__PROBLEM DETAILS__
Each record must be printed exactly as given.

SOURCE INFORMATION START

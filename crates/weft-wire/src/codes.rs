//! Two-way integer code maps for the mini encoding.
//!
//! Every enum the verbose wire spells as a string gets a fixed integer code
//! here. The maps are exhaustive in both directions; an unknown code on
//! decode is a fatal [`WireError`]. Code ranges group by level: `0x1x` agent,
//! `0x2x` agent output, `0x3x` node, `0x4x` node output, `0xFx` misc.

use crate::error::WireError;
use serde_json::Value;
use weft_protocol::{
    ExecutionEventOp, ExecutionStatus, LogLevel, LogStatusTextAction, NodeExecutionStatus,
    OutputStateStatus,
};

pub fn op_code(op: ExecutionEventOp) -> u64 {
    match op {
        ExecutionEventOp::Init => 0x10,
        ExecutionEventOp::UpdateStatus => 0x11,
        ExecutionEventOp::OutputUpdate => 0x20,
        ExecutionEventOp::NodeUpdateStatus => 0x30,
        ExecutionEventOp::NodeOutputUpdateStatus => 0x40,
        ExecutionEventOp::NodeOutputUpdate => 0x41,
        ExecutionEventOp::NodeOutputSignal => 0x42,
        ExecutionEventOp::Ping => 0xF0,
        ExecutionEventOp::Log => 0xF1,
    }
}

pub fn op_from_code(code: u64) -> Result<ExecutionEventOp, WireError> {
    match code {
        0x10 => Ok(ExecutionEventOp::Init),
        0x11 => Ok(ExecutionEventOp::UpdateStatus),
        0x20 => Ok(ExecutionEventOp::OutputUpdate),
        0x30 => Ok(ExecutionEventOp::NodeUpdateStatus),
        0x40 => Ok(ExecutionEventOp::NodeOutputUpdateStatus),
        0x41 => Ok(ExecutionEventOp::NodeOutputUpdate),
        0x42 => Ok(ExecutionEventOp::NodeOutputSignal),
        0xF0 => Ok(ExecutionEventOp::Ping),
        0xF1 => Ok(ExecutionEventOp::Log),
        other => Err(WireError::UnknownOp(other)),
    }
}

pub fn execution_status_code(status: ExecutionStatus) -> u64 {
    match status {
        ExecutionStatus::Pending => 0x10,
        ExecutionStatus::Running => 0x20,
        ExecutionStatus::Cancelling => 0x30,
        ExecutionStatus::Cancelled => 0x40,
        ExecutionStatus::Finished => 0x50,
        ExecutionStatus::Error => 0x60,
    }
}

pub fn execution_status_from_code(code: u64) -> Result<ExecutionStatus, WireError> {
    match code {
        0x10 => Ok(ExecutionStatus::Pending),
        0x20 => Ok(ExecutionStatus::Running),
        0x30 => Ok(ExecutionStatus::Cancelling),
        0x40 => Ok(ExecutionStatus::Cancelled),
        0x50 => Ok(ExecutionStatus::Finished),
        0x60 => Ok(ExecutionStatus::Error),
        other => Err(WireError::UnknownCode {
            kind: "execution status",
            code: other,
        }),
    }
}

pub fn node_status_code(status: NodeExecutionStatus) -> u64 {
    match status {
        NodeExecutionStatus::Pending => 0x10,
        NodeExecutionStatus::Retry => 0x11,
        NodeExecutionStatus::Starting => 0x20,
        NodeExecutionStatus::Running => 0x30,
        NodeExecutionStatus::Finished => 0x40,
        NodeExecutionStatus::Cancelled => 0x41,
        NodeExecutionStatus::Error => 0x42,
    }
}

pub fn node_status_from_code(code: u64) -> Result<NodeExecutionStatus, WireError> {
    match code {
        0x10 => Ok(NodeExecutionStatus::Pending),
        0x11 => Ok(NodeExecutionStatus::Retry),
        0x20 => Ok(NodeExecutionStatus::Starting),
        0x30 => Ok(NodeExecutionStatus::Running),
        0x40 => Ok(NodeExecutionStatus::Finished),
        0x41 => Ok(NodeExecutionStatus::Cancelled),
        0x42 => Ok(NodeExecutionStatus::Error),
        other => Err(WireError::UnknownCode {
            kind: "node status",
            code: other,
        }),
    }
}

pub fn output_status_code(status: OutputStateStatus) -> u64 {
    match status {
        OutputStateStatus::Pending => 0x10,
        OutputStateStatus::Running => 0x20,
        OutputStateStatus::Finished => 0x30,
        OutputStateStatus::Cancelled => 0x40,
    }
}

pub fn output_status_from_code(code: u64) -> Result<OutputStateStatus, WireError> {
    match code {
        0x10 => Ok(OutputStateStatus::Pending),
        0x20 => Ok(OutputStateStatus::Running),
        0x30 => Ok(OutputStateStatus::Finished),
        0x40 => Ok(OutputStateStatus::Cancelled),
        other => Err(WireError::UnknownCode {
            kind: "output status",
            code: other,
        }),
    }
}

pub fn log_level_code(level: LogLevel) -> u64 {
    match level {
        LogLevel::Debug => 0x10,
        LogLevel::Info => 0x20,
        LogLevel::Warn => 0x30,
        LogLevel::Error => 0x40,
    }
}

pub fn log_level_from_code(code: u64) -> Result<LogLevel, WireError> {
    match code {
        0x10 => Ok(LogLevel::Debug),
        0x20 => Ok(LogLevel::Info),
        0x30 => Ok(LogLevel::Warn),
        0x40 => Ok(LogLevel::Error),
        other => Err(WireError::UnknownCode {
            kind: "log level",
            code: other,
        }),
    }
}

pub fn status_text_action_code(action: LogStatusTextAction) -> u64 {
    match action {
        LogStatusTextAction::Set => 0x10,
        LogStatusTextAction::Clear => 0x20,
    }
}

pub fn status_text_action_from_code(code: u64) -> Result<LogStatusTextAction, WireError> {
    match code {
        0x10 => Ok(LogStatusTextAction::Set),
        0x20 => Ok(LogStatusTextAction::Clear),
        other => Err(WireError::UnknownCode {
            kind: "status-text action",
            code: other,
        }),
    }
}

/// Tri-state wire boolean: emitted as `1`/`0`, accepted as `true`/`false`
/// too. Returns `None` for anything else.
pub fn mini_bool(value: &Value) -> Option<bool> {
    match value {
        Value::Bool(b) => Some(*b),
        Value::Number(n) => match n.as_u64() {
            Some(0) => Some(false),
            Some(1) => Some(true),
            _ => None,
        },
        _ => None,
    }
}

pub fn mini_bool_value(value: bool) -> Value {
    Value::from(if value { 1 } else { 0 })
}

SOURCE INFORMATION END

__WRITTEN SOLUTION__
filename crates/weft-wire/src/codes.rs
//! Two-way integer code maps for the mini encoding.
//!
//! Every enum the verbose wire spells as a string gets a fixed integer code
//! here. The maps are exhaustive in both directions; an unknown code on
//! decode is a fatal [`WireError`]. Code ranges group by level: `0x1x` agent,
//! `0x2x` agent output, `0x3x` node, `0x4x` node output, `0xFx` misc.

use crate::error::WireError;
use serde_json::Value;
use weft_protocol::{
    ExecutionEventOp, ExecutionStatus, LogLevel, LogStatusTextAction, NodeExecutionStatus,
    OutputStateStatus,
};

pub fn op_code(op: ExecutionEventOp) -> u64 {
    match op {
        ExecutionEventOp::Init => 0x10,
        ExecutionEventOp::UpdateStatus => 0x11,
        ExecutionEventOp::OutputUpdate => 0x20,
        ExecutionEventOp::NodeUpdateStatus => 0x30,
        ExecutionEventOp::NodeOutputUpdateStatus => 0x40,
        ExecutionEventOp::NodeOutputUpdate => 0x41,
        ExecutionEventOp::NodeOutputSignal => 0x42,
        ExecutionEventOp::Ping => 0xF0,
        ExecutionEventOp::Log => 0xF1,
    }
}

pub fn op_from_code(code: u64) -> Result<ExecutionEventOp, WireError> {
    match code {
        0x10 => Ok(ExecutionEventOp::Init),
        0x11 => Ok(ExecutionEventOp::UpdateStatus),
        0x20 => Ok(ExecutionEventOp::OutputUpdate),
        0x30 => Ok(ExecutionEventOp::NodeUpdateStatus),
        0x40 => Ok(ExecutionEventOp::NodeOutputUpdateStatus),
        0x41 => Ok(ExecutionEventOp::NodeOutputUpdate),
        0x42 => Ok(ExecutionEventOp::NodeOutputSignal),
        0xF0 => Ok(ExecutionEventOp::Ping),
        0xF1 => Ok(ExecutionEventOp::Log),
        other => Err(WireError::UnknownOp(other)),
    }
}

pub fn execution_status_code(status: ExecutionStatus) -> u64 {
    match status {
        ExecutionStatus::Pending => 0x10,
        ExecutionStatus::Running => 0x20,
        ExecutionStatus::Cancelling => 0x30,
        ExecutionStatus::Cancelled => 0x40,
        ExecutionStatus::Finished => 0x50,
        ExecutionStatus::Error => 0x60,
    }
}

pub fn execution_status_from_code(code: u64) -> Result<ExecutionStatus, WireError> {
    match code {
        0x10 => Ok(ExecutionStatus::Pending),
        0x20 => Ok(ExecutionStatus::Running),
        0x30 => Ok(ExecutionStatus::Cancelling),
        0x40 => Ok(ExecutionStatus::Cancelled),
        0x50 => Ok(ExecutionStatus::Finished),
        0x60 => Ok(ExecutionStatus::Error),
        other => Err(WireError::UnknownCode {
            kind: "execution status",
            code: other,
        }),
    }
}

pub fn node_status_code(status: NodeExecutionStatus) -> u64 {
    match status {
        NodeExecutionStatus::Pending => 0x10,
        NodeExecutionStatus::Retry => 0x11,
        NodeExecutionStatus::Starting => 0x20,
        NodeExecutionStatus::Running => 0x30,
        NodeExecutionStatus::Finished => 0x40,
        NodeExecutionStatus::Cancelled => 0x41,
        NodeExecutionStatus::Error => 0x42,
    }
}

pub fn node_status_from_code(code: u64) -> Result<NodeExecutionStatus, WireError> {
    match code {
        0x10 => Ok(NodeExecutionStatus::Pending),
        0x11 => Ok(NodeExecutionStatus::Retry),
        0x20 => Ok(NodeExecutionStatus::Starting),
        0x30 => Ok(NodeExecutionStatus::Running),
        0x40 => Ok(NodeExecutionStatus::Finished),
        0x41 => Ok(NodeExecutionStatus::Cancelled),
        0x42 => Ok(NodeExecutionStatus::Error),
        other => Err(WireError::UnknownCode {
            kind: "node status",
            code: other,
        }),
    }
}

pub fn output_status_code(status: OutputStateStatus) -> u64 {
    match status {
        OutputStateStatus::Pending => 0x10,
        OutputStateStatus::Running => 0x20,
        OutputStateStatus::Finished => 0x30,
        OutputStateStatus::Cancelled => 0x40,
    }
}

pub fn output_status_from_code(code: u64) -> Result<OutputStateStatus, WireError> {
    match code {
        0x10 => Ok(OutputStateStatus::Pending),
        0x20 => Ok(OutputStateStatus::Running),
        0x30 => Ok(OutputStateStatus::Finished),
        0x40 => Ok(OutputStateStatus::Cancelled),
        other => Err(WireError::UnknownCode {
            kind: "output status",
            code: other,
        }),
    }
}

pub fn log_level_code(level: LogLevel) -> u64 {
    match level {
        LogLevel::Debug => 0x10,
        LogLevel::Info => 0x20,
        LogLevel::Warn => 0x30,
        LogLevel::Error => 0x40,
    }
}

pub fn log_level_from_code(code: u64) -> Result<LogLevel, WireError> {
    match code {
        0x10 => Ok(LogLevel::Debug),
        0x20 => Ok(LogLevel::Info),
        0x30 => Ok(LogLevel::Warn),
        0x40 => Ok(LogLevel::Error),
        other => Err(WireError::UnknownCode {
            kind: "log level",
            code: other,
        }),
    }
}

pub fn status_text_action_code(action: LogStatusTextAction) -> u64 {
    match action {
        LogStatusTextAction::Set => 0x10,
        LogStatusTextAction::Clear => 0x20,
    }
}

pub fn status_text_action_from_code(code: u64) -> Result<LogStatusTextAction, WireError> {
    match code {
        0x10 => Ok(LogStatusTextAction::Set),
        0x20 => Ok(LogStatusTextAction::Clear),
        other => Err(WireError::UnknownCode {
            kind: "status-text action",
            code: other,
        }),
    }
}

/// Tri-state wire boolean: emitted as `1`/`0`, accepted as `true`/`false`
/// too. Returns `None` for anything else.
pub fn mini_bool(value: &Value) -> Option<bool> {
    match value {
        Value::Bool(b) => Some(*b),
        Value::Number(n) => match n.as_u64() {
            Some(0) => Some(false),
            Some(1) => Some(true),
            _ => None,
        },
        _ => None,
    }
}

pub fn mini_bool_value(value: bool) -> Value {
    Value::from(if value { 1 } else { 0 })
}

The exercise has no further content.